Smartphones con Android, hay muchos, y cada día más. No en vano los últimos estudios sugieren que para el próximo mes de Agosto Android habrá superado la penetración de Symbian y de iPhone. Por ello los fabricantes buscan el punto diferenciador que haga de su terminal un dispositivo único. En el caso del Motorola Defy, el fabricante ha apostado por una característica poco habitual: hacer un terminal resistente a los accidentes, al que no le pase nada si se moja, lo usamos en un ambiente polvoriento, o lo llevamos en el bolsillo junto a las llaves.
Y es que, según los estudios de YouGov para Motorola, los españoles somos los europeos más descuidados con los móviles, con un 83% que reconoce haber dañado su terminal en alguna ocasión. El accidente más habitual son las caídas (45%), seguidas por el derrame de una bebida por el 11% de los encuestados, lo cual suele ocurrir en torno a las dos de la madrugada, y especialmente a los usuarios de 18 a 24 años.
Para que esta protección sea posible, todas las partes del Motorola Defy llevan un sellado especial con junta de goma, y la tapa de la batería no se limita a encajarse a presión, sino que cuenta con un cierre que la bloquea y asegura su estanqueidad. Las dos mitades del terminal quedan unidas sólidamente mediante siete tornillos claramente visibles en su contorno. Además, los conectores microUSB (datos y recarga) y minijack (auriculares y manos libres) deben estar correctamente tapados con sus cierres de goma. De no ser así, el agua podría entrar con resultados imprevistos.
El resultado es una protección IP67, lo que supone la mayor garantía contra la penetración de sólidos, protegiendo del polvo fino, y la segunda mejor protección contra líquidos, soportando inmersiones limitadas a un metro de profundidad durante media hora.
El Defy es un terminal con Android, pero Motorola no ha implementado la versión 2.2 (Froyo), a pesar de que ya lleva medio año en el mercado, sino que se queda en la anterior Eclair (2.1), y no parece que la actualización vaya a estar disponible al menos en otros seis meses. Esto lastra su rendimiendo y se queda, con 1.062 puntos en Quadrant Standar, entre el Galaxy S y el Droid X cuando corren Eclair, pero muy por debajo de los mismos modelos con Froyo.

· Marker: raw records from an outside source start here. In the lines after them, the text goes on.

//! Configuration error types

use std::path::PathBuf;
use thiserror::Error;

/// Errors that can occur during configuration loading or validation.
///
/// All of these are fatal at startup.
#[derive(Error, Debug)]
pub enum ConfigError {
    /// A required configuration key has no value from either the document or
    /// the environment
    #[error("Missing required configuration: {var}")]
    MissingRequired { var: String },

    /// A configuration key has a value that cannot be interpreted
    #[error("Invalid value for {var}: {value}")]
    InvalidValue { var: String, value: String },

    /// Failed to read the configuration document
    #[error("Failed to read configuration file {path}: {source}")]
    FileRead {
        path: PathBuf,
        #[source]
        source: std::io::Error,
    },

    /// The configuration document is not valid YAML
    #[error("Failed to parse configuration: {0}")]
    Parse(#[from] serde_yaml::Error),

    /// Failed to load the optional .env file
    #[error("Failed to load .env file from {path}: {source}")]
    EnvFileLoad {
        path: PathBuf,
        #[source]
        source: dotenv::Error,
    },

    /// Cross-field validation failed
    #[error("Configuration validation failed: {0}")]
    Validation(String),
}

/// Result type for configuration operations
pub type Result<T> = std::result::Result<T, ConfigError>;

Lo que si incluye es el servicio MotoBlur para la sincronización de correo y redes sociales, a lo que hay que unir, en la unidad de Vodafone que hemos probado, el acceso a Vodafone 360, superponiéndose algunas funcionalidades de ambas soluciones.
Otras útiles aplicaciones que ha integrado Motorola son las que permiten controlar y gestionar el consumo de batería, y el de datos, permitiendo prolongar la autonomía y prevenir facturas desmesuradas o falta de servicio por haber llegado al tope de las (mal llamadas) tarifas planas que se utilizan en los móviles.
A nivel de hardware cuenta con una pantalla multitáctil capacitiva de 3,7” y 854 x 450 píxeles que es resistente a los arañazos. Ofrece una buena calidad cuando se mira de frente, pero basta con inclinar ligeramente el móvil para que pierda brillo y contraste, quedando muy lejos de la calidad de las AMOLED que incorporan otros terminales.
La cámara es de cinco megapíxeles con flash LED y estabilización, pero carece de cámara frontal para videollamadas. Cuenta con una ranura para tarjetas microSD de hasta 32 GB, que será imprescindible usar, ya que su memoria interna es de sólo 2 GB de ROM (y 512 MB de RAM). En cuanto a la conectividad soporta redes Wi-Fi de tipo n y Bluetooth 2.1+EDR, incluyendo el perfil A2DP para transmitir música en estéreo.
El Motorola Defy está disponible en primicia con Vodafone hasta que finalice la campaña de navidad; tanto para clientes particulares como profesionales, desde cero euros, dependiendo del compromiso adquirido.